### Supplied records
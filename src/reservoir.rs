//! Uniform line sampling with Algorithm L (Li, 1994).
//!
//! Once the reservoir is full, instead of drawing a random number for every line (Algorithm R),
//! the sampler draws how many lines to skip before the next replacement. That brings the number
//! of random draws down from O(N) to O(K log(N/K)), which matters for huge or endless inputs.

use log::{debug, trace};

use crate::config::{LineBound, SampleConfig};
use crate::error::SampleError;
use crate::source::LineSource;
use crate::uniform::{entropy_rng, UniformSource};

/// Slots allocated before any input is read. Larger reservoirs grow as lines arrive.
const PREALLOCATED_SLOTS: usize = 1024;

/// Why sampling stopped.
#[derive(Debug, PartialEq, Eq, Clone, Copy)]
pub enum Halt {
    /// The sample size was zero, so the input was never read.
    Empty,
    Exhausted,
    ReachedMaxLines,
}

#[derive(Debug, Clone)]
pub struct Sample {
    /// Sampled lines in reservoir slot order.
    pub lines: Vec<Vec<u8>>,
    /// Lines read after the skip prefix.
    pub lines_considered: usize,
    pub replacements: usize,
    pub halt: Halt,
}

impl Sample {
    fn empty(halt: Halt) -> Sample {
        Sample {
            lines: Vec::new(),
            lines_considered: 0,
            replacements: 0,
            halt,
        }
    }

    pub fn len(&self) -> usize {
        self.lines.len()
    }

    pub fn is_empty(&self) -> bool {
        self.lines.is_empty()
    }

    pub fn into_lines(self) -> Vec<Vec<u8>> {
        self.lines
    }
}

pub struct ReservoirSampler<U> {
    config: SampleConfig,
    rng: U,
}

impl<U: UniformSource> ReservoirSampler<U> {
    pub fn new(config: SampleConfig, rng: U) -> ReservoirSampler<U> {
        ReservoirSampler { config, rng }
    }

    pub fn into_rng(self) -> U {
        self.rng
    }

    /// Reads `source` once and returns a uniform sample of its lines.
    ///
    /// Running out of input at any point is not an error: the sample just ends up short or
    /// empty. The only error is `source` failing to read.
    pub fn sample<S: LineSource>(&mut self, mut source: S) -> Result<Sample, SampleError> {
        let bound = self.config.max_lines;
        let k = self.config.effective_sample_size();

        if k == 0 {
            debug!("sample size is zero, not reading input");
            return Ok(Sample::empty(Halt::Empty));
        }

        for skipped in 0..self.config.skip_lines {
            if !source.advance()? {
                debug!(
                    "input ended after skipping {skipped} of {} lines",
                    self.config.skip_lines
                );
                return Ok(Sample::empty(Halt::Exhausted));
            }
        }

        let mut reservoir: Vec<Vec<u8>> = Vec::with_capacity(k.min(PREALLOCATED_SLOTS));
        while reservoir.len() < k && source.advance()? {
            reservoir.push(source.current().to_vec());
        }

        let mut lines_considered = reservoir.len();

        // A short fill means the input is already exhausted. Reading again could block on a
        // terminal, so stop here.
        if reservoir.len() < k {
            debug!("input ended after {lines_considered} lines, fewer than the {k} requested");
            return Ok(Sample {
                lines: reservoir,
                lines_considered,
                replacements: 0,
                halt: Halt::Exhausted,
            });
        }

        if !bound.allows(lines_considered) {
            debug!("reached max lines ({lines_considered}) while filling the reservoir");
            return Ok(Sample {
                lines: reservoir,
                lines_considered,
                replacements: 0,
                halt: Halt::ReachedMaxLines,
            });
        }

        let fk = k as f64;
        let mut w = (self.rng.uniform().ln() / fk).exp();
        let mut replacements = 0;

        let halt = loop {
            let skip = skip_length(w, self.rng.uniform());

            if let Some(halt) = advance_by(&mut source, skip, bound, &mut lines_considered)? {
                break halt;
            }

            // The last line advanced to is the replacement.
            let slot = self.rng.slot(k);
            reservoir[slot].clear();
            reservoir[slot].extend_from_slice(source.current());
            replacements += 1;
            trace!("line {lines_considered} replaced slot {slot}");

            w *= (self.rng.uniform().ln() / fk).exp();
        };

        debug!(
            "sampling stopped ({halt:?}) after {lines_considered} lines, {replacements} replacements"
        );

        Ok(Sample {
            lines: reservoir,
            lines_considered,
            replacements,
            halt,
        })
    }
}

/// Samples `source` with a freshly seeded generator.
pub fn sample_lines<S: LineSource>(source: S, config: SampleConfig) -> Result<Sample, SampleError> {
    ReservoirSampler::new(config, entropy_rng()).sample(source)
}

/// Number of lines to advance to reach the next replacement: `floor(ln(u) / ln(1 - w)) + 1`.
///
/// Saturates at `u64::MAX` when `w` is so small that the next replacement is effectively never.
fn skip_length(w: f64, u: f64) -> u64 {
    let skip = (u.ln() / (-w).ln_1p()).floor() + 1.0;
    skip as u64
}

fn advance_by<S: LineSource>(
    source: &mut S,
    skip: u64,
    bound: LineBound,
    lines_considered: &mut usize,
) -> Result<Option<Halt>, SampleError> {
    for _ in 0..skip {
        if !bound.allows(*lines_considered) {
            return Ok(Some(Halt::ReachedMaxLines));
        }
        if !source.advance()? {
            return Ok(Some(Halt::Exhausted));
        }
        *lines_considered += 1;
    }

    Ok(None)
}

### Task requirements
If a line of the data contains "derive", it counts; report the number of such lines and nothing else.

### Problem solution
2